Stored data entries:
----
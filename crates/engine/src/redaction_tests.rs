use super::*;

#[test]
fn redacts_known_token_shapes_preserving_surroundings() {
    let r = Redactor::new();
    assert_eq!(
        r.redact_str("key is hf_abc123XYZ and that's it"),
        "key is hf_***REDACTED*** and that's it"
    );
    assert_eq!(
        r.redact_str("Authorization: Bearer eyJhbGciOi.abc-def"),
        "Authorization: Bearer ***REDACTED***"
    );
    assert_eq!(
        r.redact_str("see /Users/alice/projects/x"),
        "see /[HOME]/projects/x"
    );
    assert_eq!(
        r.redact_str("url?token=abcdef&other=1"),
        "url?token=***&other=1"
    );
}

#[test]
fn redacts_sensitive_keys_wholesale() {
    let r = Redactor::new();
    let value = serde_json::json!({
        "Authorization": "Bearer something",
        "nested": { "api_key": "xyz", "safe": "ok" }
    });
    let redacted = r.redact_value(&value);
    assert_eq!(redacted["Authorization"], "***REDACTED***");
    assert_eq!(redacted["nested"]["api_key"], "***REDACTED***");
    assert_eq!(redacted["nested"]["safe"], "ok");
}

#[test]
fn clamps_depth_beyond_ten() {
    let r = Redactor::new();
    let mut value = serde_json::json!("leaf");
    for _ in 0..15 {
        value = serde_json::json!({"nested": value});
    }
    let redacted = r.redact_value(&value);
    let mut cursor = &redacted;
    let mut saw_marker = false;
    for _ in 0..15 {
        if cursor == &Json::String(MAX_DEPTH_EXCEEDED.to_string()) {
            saw_marker = true;
            break;
        }
        cursor = &cursor["nested"];
    }
    assert!(saw_marker);
}

#[test]
fn strings_without_secrets_are_unchanged() {
    let r = Redactor::new();
    assert_eq!(r.redact_str("plain step 3/10 loss=0.42"), "plain step 3/10 loss=0.42");
}
// SPDX-License-Identifier: BUSL-1.1
// Copyright (c) 2026 Alfred Jean LLC

//! Simulated image-generation backend. Produces `num_images` placeholder
//! output files under `outputs/{job_id}/`, optionally applying a
//! previously-trained LoRA path supplied in config (spec §1's real
//! generation engine is out of scope; this stands in for it).

use async_trait::async_trait;
use oj_core::{runtime_keys, CancelToken, JobId, Plugin, PluginCapabilities, ProgressSink, RunResult, Stage};
use serde_json::Value as Json;
use std::path::PathBuf;
use std::sync::Arc;
use std::time::Duration;

use crate::entry;

/// `image-generator`: renders one or more images from a prompt, optionally
/// conditioned on a trained character LoRA.
#[derive(Debug, Clone, Copy, Default)]
pub struct ImageGenerationPlugin;

impl ImageGenerationPlugin {
    pub fn new() -> Self {
        Self
    }
}

fn config_str(config: &Json, key: &str) -> Option<String> {
    config.get(key).and_then(Json::as_str).map(str::to_string)
}

fn config_u64(config: &Json, key: &str, default: u64) -> u64 {
    config.get(key).and_then(Json::as_u64).unwrap_or(default)
}

fn config_f64(config: &Json, key: &str, default: f64) -> f64 {
    config.get(key).and_then(Json::as_f64).unwrap_or(default)
}

#[async_trait]
impl Plugin for ImageGenerationPlugin {
    fn capabilities(&self) -> PluginCapabilities {
        PluginCapabilities {
            backend: "image-generator".to_string(),
            parameters: [
                ("prompt".to_string(), "string, required".to_string()),
                ("num_images".to_string(), "integer 1..=8, default 1".to_string()),
                ("cfg_scale".to_string(), "float, default 7.0".to_string()),
                ("sampler".to_string(), "string, default \"euler_a\"".to_string()),
                ("steps".to_string(), "integer, default 30".to_string()),
                ("lora".to_string(), "string, optional (character LoRA path)".to_string()),
                ("seed".to_string(), "integer, optional".to_string()),
            ]
            .into_iter()
            .collect(),
            wired: true,
            reason: None,
        }
    }

    async fn run(&self, config: Json, logger: Arc<dyn ProgressSink>, cancel_token: CancelToken) -> RunResult {
        let job_id = config
            .get(runtime_keys::JOB_ID)
            .and_then(Json::as_str)
            .map(JobId::from_string)
            .unwrap_or_else(|| JobId::from_string("gen-unknown"));
        let volume_root = config.get(runtime_keys::VOLUME_ROOT).and_then(Json::as_str).map(PathBuf::from);

        let Some(prompt) = config_str(&config, "prompt") else {
            return RunResult {
                success: false,
                artifact_path: None,
                samples: vec![],
                error: Some("config is missing required key \"prompt\"".to_string()),
                error_type: Some("InvalidConfig".to_string()),
            };
        };

        let num_images = config_u64(&config, "num_images", 1).clamp(1, 8);
        let per_image_steps = config_u64(&config, "steps", 30).clamp(1, 150);
        let render_delay = Duration::from_millis(config_u64(&config, "step_delay_ms", 30));
        let lora = config_str(&config, "lora");

        logger
            .log(entry::lifecycle(
                job_id,
                Stage::Initializing,
                0.0,
                format!("loading generation model (lora={})", lora.as_deref().unwrap_or("none")),
            ))
            .await;
        if cancel_token.is_set() {
            return cancelled();
        }

        let output_dir = volume_root.as_ref().map(|root| root.join("outputs").join(job_id.as_str()));
        if let Some(dir) = &output_dir {
            let _ = std::fs::create_dir_all(dir);
        }

        let mut samples = Vec::new();
        for image_index in 1..=num_images {
            for substep in 1..=per_image_steps {
                tokio::time::sleep(render_delay).await;
                if cancel_token.is_set() {
                    return cancelled();
                }
                let completed_steps = (image_index - 1) * per_image_steps + substep;
                let total_steps = num_images * per_image_steps;
                let progress_pct = 5.0 + (completed_steps as f64 / total_steps as f64) * 85.0;
                logger
                    .log(entry::step(
                        job_id,
                        Stage::Sampling,
                        completed_steps,
                        total_steps,
                        progress_pct,
                        None,
                        None,
                        format!("image {image_index}/{num_images} step {substep}/{per_image_steps}: {prompt}"),
                    ))
                    .await;
            }

            if let Some(dir) = &output_dir {
                let file_name = format!("image_{image_index:03}.png");
                let path = dir.join(&file_name);
                if std::fs::write(&path, simulated_image_bytes(&prompt, image_index)).is_ok() {
                    let relative = format!("outputs/{}/{}", job_id.as_str(), file_name);
                    logger.log(entry::sample(job_id, image_index as u32, relative.clone())).await;
                    samples.push(relative);
                }
            }
        }

        logger
            .log(entry::lifecycle(job_id, Stage::Exporting, 95.0, "finalizing generated images"))
            .await;

        RunResult {
            success: true,
            artifact_path: output_dir.map(|_| format!("outputs/{}", job_id.as_str())),
            samples,
            error: None,
            error_type: None,
        }
    }
}

fn cancelled() -> RunResult {
    RunResult {
        success: false,
        artifact_path: None,
        samples: vec![],
        error: Some("generation cancelled".to_string()),
        error_type: Some("Cancelled".to_string()),
    }
}

/// Deterministic placeholder bytes standing in for a rendered PNG.
fn simulated_image_bytes(prompt: &str, index: u64) -> Vec<u8> {
    format!("simulated-image index={index} prompt={prompt:?}\n").into_bytes()
}

#[cfg(test)]
#[path = "generation_tests.rs"]
mod tests;
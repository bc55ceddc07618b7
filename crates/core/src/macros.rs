// SPDX-License-Identifier: BUSL-1.1
// Copyright (c) 2026 Alfred Jean LLC

//! Declarative macros for reducing boilerplate.
//!
//! - [`simple_display!`] — `Display` impl mapping enum variants to string literals
//! - [`setters!`] — fluent setter methods for builder/config structs

/// Generate a `Display` impl that maps enum variants to string literals.
///
/// Unit variants match directly; data-carrying variants use `(..)` to ignore fields.
#[macro_export]
macro_rules! simple_display {
    ($enum:ty { $( $variant:ident $(( $($ignore:tt)* ))? => $str:expr ),+ $(,)? }) => {
        impl std::fmt::Display for $enum {
            fn fmt(&self, f: &mut std::fmt::Formatter<'_>) -> std::fmt::Result {
                f.write_str(match self {
                    $( Self::$variant $(( $($ignore)* ))? => $str, )+
                })
            }
        }
    };
}

/// Generate setter methods inside an existing `impl` block.
///
/// - `into { field: Type }` — setter uses `impl Into<Type>`
/// - `set { field: Type }` — setter takes `Type` directly
/// - `option { field: Type }` — builder field is `Option<Type>`, setter wraps in `Some(v.into())`
#[macro_export]
macro_rules! setters {
    (
        $(into {
            $( $into_field:ident : $into_ty:ty ),* $(,)?
        })?
        $(set {
            $( $set_field:ident : $set_ty:ty ),* $(,)?
        })?
        $(option {
            $( $opt_field:ident : $opt_ty:ty ),* $(,)?
        })?
    ) => {
        $($(
            pub fn $into_field(mut self, v: impl Into<$into_ty>) -> Self {
                self.$into_field = v.into();
                self
            }
        )*)?

        $($(
            pub fn $set_field(mut self, v: $set_ty) -> Self {
                self.$set_field = v;
                self
            }
        )*)?

        $($(
            pub fn $opt_field(mut self, v: impl Into<$opt_ty>) -> Self {
                self.$opt_field = Some(v.into());
                self
            }
        )*)?
    };
}
// SPDX-License-Identifier: BUSL-1.1
// Copyright (c) 2026 Alfred Jean LLC

//! Per-job structured logger (spec §4.4): builds [`JobLogEntry`] JSON
//! lines, appends them under an advisory file lock to
//! `{volume}/logs/jobs/{job_id}/events.jsonl`, and publishes the
//! projected [`TrainingProgressEvent`] to the bus. The file write happens
//! before the broadcast send, so persistence never depends on whether
//! anyone is subscribed.

use chrono::Utc;
use fs2::FileExt;
use oj_core::{CorrelationId, JobId, JobLogEntry, JobStatus, LogLevel, Stage};
use std::fs::OpenOptions;
use std::io::{BufRead, Write};
use std::path::{Path, PathBuf};
use std::sync::atomic::{AtomicU64, Ordering};
use std::sync::Arc;

use crate::bus::EventBus;
use crate::error::EngineResult;

pub struct JobLogger {
    job_id: JobId,
    correlation_id: CorrelationId,
    events_path: PathBuf,
    samples_dir: PathBuf,
    bus: Arc<EventBus>,
    sequence: AtomicU64,
}

impl JobLogger {
    pub fn new(
        volume_root: &Path,
        job_id: JobId,
        correlation_id: CorrelationId,
        bus: Arc<EventBus>,
    ) -> EngineResult<Self> {
        let job_dir = volume_root.join("logs/jobs").join(job_id.as_str());
        std::fs::create_dir_all(&job_dir)?;
        let samples_dir = job_dir.join("samples");
        std::fs::create_dir_all(&samples_dir)?;
        Ok(Self {
            job_id,
            correlation_id,
            events_path: job_dir.join("events.jsonl"),
            samples_dir,
            bus,
            sequence: AtomicU64::new(0),
        })
    }

    pub fn job_id(&self) -> JobId {
        self.job_id
    }

    pub fn samples_dir(&self) -> &Path {
        &self.samples_dir
    }

    pub fn events_path(&self) -> &Path {
        &self.events_path
    }

    /// Monotonic per-process counter written into a log line's context to
    /// break timestamp ties when reconstructing total order across
    /// services (spec §4.4 "Ordering guarantees").
    pub fn next_sequence(&self) -> u64 {
        self.sequence.fetch_add(1, Ordering::Relaxed)
    }

    fn blank_entry(&self, level: LogLevel, event: impl Into<String>, msg: impl Into<String>) -> JobLogEntry {
        JobLogEntry {
            ts: Utc::now(),
            level,
            service: "worker".to_string(),
            job_id: self.job_id,
            event: event.into(),
            msg: msg.into(),
            correlation_id: Some(self.correlation_id),
            fields: None,
            status: None,
            stage: None,
            step: None,
            steps_total: None,
            progress_pct: None,
            loss: None,
            lr: None,
            eta_seconds: None,
            sample_path: None,
            error: None,
            error_type: None,
            error_stack: None,
        }
    }

    /// Appends `entry` to the job's `events.jsonl` under an exclusive
    /// advisory lock (shared with the API's `/logs/view` reader) and, if
    /// the entry carries `status`/`stage`, publishes the projected
    /// progress event to the bus.
    pub fn append(&self, mut entry: JobLogEntry) -> EngineResult<()> {
        entry.job_id = self.job_id;
        if entry.correlation_id.is_none() {
            entry.correlation_id = Some(self.correlation_id);
        }
        let mut line = serde_json::to_string(&entry)?;
        line.push('\n');

        let file = OpenOptions::new()
            .create(true)
            .append(true)
            .open(&self.events_path)?;
        file.lock_exclusive()?;
        let write_result = (&file).write_all(line.as_bytes());
        let _ = FileExt::unlock(&file);
        write_result?;

        if let Some(progress) = entry.to_progress_event() {
            self.bus.publish(&self.job_id, progress);
        }
        Ok(())
    }

    pub fn info(&self, event: impl Into<String>, msg: impl Into<String>) -> EngineResult<()> {
        self.append(self.blank_entry(LogLevel::Info, event, msg))
    }

    pub fn warn(&self, event: impl Into<String>, msg: impl Into<String>) -> EngineResult<()> {
        self.append(self.blank_entry(LogLevel::Warning, event, msg))
    }

    pub fn error(&self, event: impl Into<String>, msg: impl Into<String>) -> EngineResult<()> {
        self.append(self.blank_entry(LogLevel::Error, event, msg))
    }

    /// Records training/generation progress, matching the plugin contract
    /// (spec §4.5): `logger.info(event="training.step", step=…,
    /// steps_total=…, loss=…, lr=…)`.
    #[allow(clippy::too_many_arguments)]
    pub fn progress(
        &self,
        status: JobStatus,
        stage: Stage,
        step: Option<u64>,
        steps_total: Option<u64>,
        progress_pct: f64,
        loss: Option<f64>,
        lr: Option<f64>,
        eta_seconds: Option<f64>,
        msg: impl Into<String>,
    ) -> EngineResult<()> {
        let mut entry = self.blank_entry(LogLevel::Info, "training.step", msg);
        entry.status = Some(status);
        entry.stage = Some(stage);
        entry.step = step;
        entry.steps_total = steps_total;
        entry.progress_pct = Some(progress_pct);
        entry.loss = loss;
        entry.lr = lr;
        entry.eta_seconds = eta_seconds;
        self.append(entry)
    }

    /// Records that a sample artifact was written to the job's sample
    /// directory (`logger.sample(step, path)`, spec §4.5).
    pub fn sample(&self, step: u32, path: impl Into<String>) -> EngineResult<()> {
        let path = path.into();
        let mut entry = self.blank_entry(LogLevel::Info, "training.sample", format!("sample written: {path}"));
        entry.step = Some(step as u64);
        entry.sample_path = Some(path);
        self.append(entry)
    }

    /// Publishes one of the executor's required lifecycle markers
    /// (`training.start`, `training.complete`, `training.failed`) with the
    /// job's current status/stage, so the SSE endpoint has a status-bearing
    /// event to decide when to close the stream (spec §4.4/§4.6).
    pub fn lifecycle(
        &self,
        event: impl Into<String>,
        status: JobStatus,
        stage: Stage,
        progress_pct: f64,
        msg: impl Into<String>,
    ) -> EngineResult<()> {
        let mut entry = self.blank_entry(LogLevel::Info, event, msg);
        entry.status = Some(status);
        entry.stage = Some(stage);
        entry.progress_pct = Some(progress_pct);
        self.append(entry)
    }

    pub fn failure(
        &self,
        status: JobStatus,
        stage: Stage,
        error_type: impl Into<String>,
        error: impl Into<String>,
        error_stack: Option<String>,
    ) -> EngineResult<()> {
        let error_type = error_type.into();
        let error = error.into();
        let mut entry = self.blank_entry(LogLevel::Error, "job.failed", error.clone());
        entry.status = Some(status);
        entry.stage = Some(stage);
        entry.progress_pct = Some(0.0);
        entry.error = Some(error);
        entry.error_type = Some(error_type);
        entry.error_stack = error_stack;
        self.append(entry)
    }

    /// The last `limit` events from the file tail, for a late-connecting
    /// SSE subscriber or the `/logs/view` endpoint (spec §4.4 `history`).
    pub fn history(&self, limit: usize) -> EngineResult<Vec<JobLogEntry>> {
        if !self.events_path.exists() {
            return Ok(Vec::new());
        }
        let file = std::fs::File::open(&self.events_path)?;
        let reader = std::io::BufReader::new(file);
        let mut entries = Vec::new();
        for line in reader.lines() {
            let line = line?;
            if line.trim().is_empty() {
                continue;
            }
            if let Ok(entry) = serde_json::from_str::<JobLogEntry>(&line) {
                entries.push(entry);
            }
        }
        let start = entries.len().saturating_sub(limit);
        Ok(entries.split_off(start))
    }
}

#[async_trait::async_trait]
impl oj_core::ProgressSink for JobLogger {
    async fn log(&self, entry: JobLogEntry) {
        if let Err(err) = self.append(entry) {
            tracing::error!(job_id = %self.job_id, error = %err, "failed to append job log entry");
        }
    }
}

#[cfg(test)]
#[path = "job_logger_tests.rs"]
mod tests;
----
■ **What is needed**: Every line above in which the word "projects" occurs needs to be copied.

■ **Exercise result**:
        r.redact_str("see /Users/alice/projects/x"),
        "see /[HOME]/projects/x"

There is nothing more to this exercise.